Mark Watney is a steely-eyed missile man.

Obligatory shot of Matt Damon.

Obligatory shot of Matt Damon.

Although, in my mind, he was a black guy from Chicago. Why Weir didn’t name Mark Watney “Smith” and go ahead and call it A Martian Called Smith, I’ll never know.

I enjoyed The Martian. It’s good. It’s not great, but it is very, very good. I can safely say that it’s the greatest Robinsonade of the 21st century. The Robinsonade in literature has been pretty sorely lacking since, oh, Lord of the Flies. And yet, with starry-eyed cheer, Andy Weir delivers a fine one. And, by God, he makes you believe in it, even if you think you know better.

In a lot of ways, The Martian is a throwback: science so hard you can break your teeth on it, the scientist as hero, the Robinsonade plot, the moral at the end almost straight out of Star Trek: The Next Generation. What George Lucas did for 1930s serials, Andy Weir has pretty successfully done for 1950s science fiction. I don’t mean the whole raygun gothic style, Watney’s sarcastic comments and pop-cultural awareness are closer to Star-Lord than Buck Rogers.

Mark Watney (left), shown here demonstrating his appreciation for the music of The Who and of CSI: Miami.

Mark Watney (left), shown here demonstrating his appreciation for the music of The Who and of CSI: Miami.

I mean the heart of old SF: an unshakable, almost religious faith in the power of a single individual to solve the hardest obstacles using brainpower and grit. I’m not the only one who’s made that connection.

I’ve heard it argued that Robinson Crusoe’s great strength is in Crusoe’s moral development over the course of the book. Remove that moral element, and you have Mysterious Island, which devolves into Swiss Family Robinson, which devolves, ultimately, into Survivor. All you have left is the clever tricks. The Martian escapes this fate by doing to the heart of old SF what Watney does with the artifacts left behind with him: dust them off, shine them up, and hook them up in a new way so everything works…mostly.

But Andy Weir isn’t mired in an SF future where everyone smokes and uses protractors. Watney, as mentioned, can go toe-to-toe with Star-Lord for wit, charm, and pop-culture references. He has the sense of the sardonic we’ve come to expect from all literature (and protagonists). More importantly, he needs other people in order to succeed. While Crusoe thanked God for a footprint in the sand, Mark Watney is both more proactive in finding company and has a slightly larger vision. Watney realizes that no man is an island, even when he’s the only man on Mars.

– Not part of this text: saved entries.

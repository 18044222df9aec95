mod servers;
mod tasks;
pub mod types;

use anyhow::Result;
use async_trait::async_trait;
use chrono::{DateTime, Utc};
use rusqlite::Connection;
use std::path::Path;
use std::sync::Arc;
use tokio::sync::Mutex;
use tracing::info;

use crate::platform::{NativePlatform, Platform};
pub use types::{
    MetricsSnapshot, NewServer, NewTask, Server, ServerPatch, ServerUpdate, Task, TaskFilter,
    TaskStatus, TaskUpdate,
};

/// Durable CRUD over server and task records. Every call commits on its own.
#[async_trait]
pub trait PersistenceGateway: Send + Sync {
    async fn get_server(&self, id: i64) -> Result<Option<Server>>;
    async fn get_server_by_name(&self, name: &str) -> Result<Option<Server>>;
    async fn list_servers(&self, offset: usize, limit: Option<usize>) -> Result<Vec<Server>>;
    async fn create_server(&self, server: &NewServer) -> Result<Server>;
    async fn update_server(&self, id: i64, patch: &ServerPatch) -> Result<Option<Server>>;
    async fn delete_server(&self, id: i64) -> Result<bool>;
    /// Clears every persisted live-status flag. Connections never survive a restart.
    async fn reset_connection_state(&self) -> Result<usize>;

    async fn get_task(&self, id: i64) -> Result<Option<Task>>;
    async fn list_tasks(&self, filter: &TaskFilter) -> Result<Vec<Task>>;
    async fn create_task(&self, task: &NewTask) -> Result<Task>;
    async fn update_task(&self, id: i64, update: &TaskUpdate) -> Result<Option<Task>>;
    async fn delete_task(&self, id: i64) -> Result<bool>;
    /// Claims a pending task. `None` when the task is gone or no longer pending.
    async fn mark_task_running(&self, id: i64) -> Result<Option<Task>>;
    /// `result: None` leaves any previously captured result in place.
    async fn update_task_status(
        &self,
        id: i64,
        status: TaskStatus,
        result: Option<&str>,
    ) -> Result<Option<Task>>;
}

pub struct SqliteStore {
    db: Arc<Mutex<Connection>>,
}

impl SqliteStore {
    pub async fn open<P: AsRef<Path>>(path: P) -> Result<Self> {
        let path = path.as_ref();
        if let Some(parent) = path.parent()
            && !parent.as_os_str().is_empty()
            && !parent.exists()
        {
            tokio::fs::create_dir_all(parent).await?;
            NativePlatform::restrict_dir_permissions(parent);
        }
        let db = Connection::open(path)?;
        NativePlatform::restrict_file_permissions(path);
        Self::init_schema(&db)?;
        info!("Opened server store at {:?}", path);
        Ok(Self {
            db: Arc::new(Mutex::new(db)),
        })
    }

    pub fn open_in_memory() -> Result<Self> {
        let db = Connection::open_in_memory()?;
        Self::init_schema(&db)?;
        Ok(Self {
            db: Arc::new(Mutex::new(db)),
        })
    }

    fn init_schema(db: &Connection) -> Result<()> {
        db.execute_batch("PRAGMA foreign_keys = ON;")?;

        db.execute(
            "CREATE TABLE IF NOT EXISTS servers (
                id INTEGER PRIMARY KEY AUTOINCREMENT,
                name TEXT NOT NULL UNIQUE,
                host TEXT NOT NULL,
                port INTEGER NOT NULL,
                server_type TEXT NOT NULL,
                api_key TEXT,
                connected INTEGER NOT NULL DEFAULT 0,
                connection_id TEXT,
                connection_error_count INTEGER NOT NULL DEFAULT 0,
                command_error_count INTEGER NOT NULL DEFAULT 0,
                last_connected TEXT,
                last_error TEXT,
                last_metrics TEXT
            )",
            [],
        )?;

        db.execute(
            "CREATE TABLE IF NOT EXISTS tasks (
                id INTEGER PRIMARY KEY AUTOINCREMENT,
                name TEXT NOT NULL,
                command TEXT NOT NULL,
                server_id INTEGER NOT NULL REFERENCES servers(id) ON DELETE CASCADE,
                status TEXT NOT NULL DEFAULT 'pending',
                created_at TEXT NOT NULL,
                last_run TEXT,
                result TEXT
            )",
            [],
        )?;

        db.execute(
            "CREATE INDEX IF NOT EXISTS idx_tasks_server ON tasks(server_id)",
            [],
        )?;
        Ok(())
    }
}

#[async_trait]
impl PersistenceGateway for SqliteStore {
    async fn get_server(&self, id: i64) -> Result<Option<Server>> {
        let db = self.db.lock().await;
        servers::get(&db, id)
    }

    async fn get_server_by_name(&self, name: &str) -> Result<Option<Server>> {
        let db = self.db.lock().await;
        servers::get_by_name(&db, name)
    }

    async fn list_servers(&self, offset: usize, limit: Option<usize>) -> Result<Vec<Server>> {
        let db = self.db.lock().await;
        servers::list(&db, offset, limit)
    }

    async fn create_server(&self, server: &NewServer) -> Result<Server> {
        let db = self.db.lock().await;
        servers::insert(&db, server)
    }

    async fn update_server(&self, id: i64, patch: &ServerPatch) -> Result<Option<Server>> {
        let db = self.db.lock().await;
        servers::update(&db, id, patch)
    }

    async fn delete_server(&self, id: i64) -> Result<bool> {
        let db = self.db.lock().await;
        servers::delete(&db, id)
    }

    async fn reset_connection_state(&self) -> Result<usize> {
        let db = self.db.lock().await;
        servers::reset_connection_state(&db)
    }

    async fn get_task(&self, id: i64) -> Result<Option<Task>> {
        let db = self.db.lock().await;
        tasks::get(&db, id)
    }

    async fn list_tasks(&self, filter: &TaskFilter) -> Result<Vec<Task>> {
        let db = self.db.lock().await;
        tasks::list(&db, filter)
    }

    async fn create_task(&self, task: &NewTask) -> Result<Task> {
        let db = self.db.lock().await;
        tasks::insert(&db, task)
    }

    async fn update_task(&self, id: i64, update: &TaskUpdate) -> Result<Option<Task>> {
        let db = self.db.lock().await;
        tasks::update(&db, id, update)
    }

    async fn delete_task(&self, id: i64) -> Result<bool> {
        let db = self.db.lock().await;
        tasks::delete(&db, id)
    }

    async fn mark_task_running(&self, id: i64) -> Result<Option<Task>> {
        let db = self.db.lock().await;
        tasks::mark_running(&db, id)
    }

    async fn update_task_status(
        &self,
        id: i64,
        status: TaskStatus,
        result: Option<&str>,
    ) -> Result<Option<Task>> {
        let db = self.db.lock().await;
        tasks::update_status(&db, id, status, result)
    }
}

fn encode_timestamp(ts: &DateTime<Utc>) -> String {
    ts.to_rfc3339()
}

fn decode_timestamp(raw: Option<String>) -> Option<DateTime<Utc>> {
    raw.and_then(|s| DateTime::parse_from_rfc3339(&s).ok())
        .map(|ts| ts.with_timezone(&Utc))
}

/// SQLite takes `-1` as "no limit".
fn sql_limit(limit: Option<usize>) -> i64 {
    limit
        .map(|l| i64::try_from(l).unwrap_or(i64::MAX))
        .unwrap_or(-1)
}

In fact, (spoilers) THERE ARE OTHER PEOPLE THAN MATT DAMON IN THIS MOVIE.

In fact, (spoilers) THERE ARE OTHER PEOPLE THAN MATT DAMON IN THIS MOVIE.

With that said, my great criticism is that The Martian offers nothing new. Mark Watney solves problems and defeats forces of nature, he comes up with clever tricks and makes history. It’s riveting to watch, and Watney is a great guy to spend a few hundred pages with. But you don’t come away from The Martian with any new ideas, or with any new ways of looking at things.

And, in the end, that’s the point of science fiction – to make us see things differently. Philip K. Dick made us question what was real, Frank Herbert demanded we look at messiahs with distrust, Ursula LeGuin challenged how we thought about gender. Back before them, Asimov showed us an alternative to Frankenstein and Heinlein showed us several alternatives to liberal democracy. The Martian doesn’t ask us to see things differently. Assuming we’re not already in the habit of seeing the world as populated by total fucking assholes, it’s pretty conventional. The Martian reassures us that yes, people are basically good and yes, human reason can overcome the worst difficulties. …and that’s about it.

I did enjoy the book as a marvelous adventure, same way I enjoy Captain Blood, Treasure Island, and, yes, Swiss Family Robinson. I have hopes that Andy Weir will set his sights a little higher with his next book, and the one after that, and the one after that. If he has vision and daring to match his storytelling and his science, he could be another Greg Bear or Robert Forward.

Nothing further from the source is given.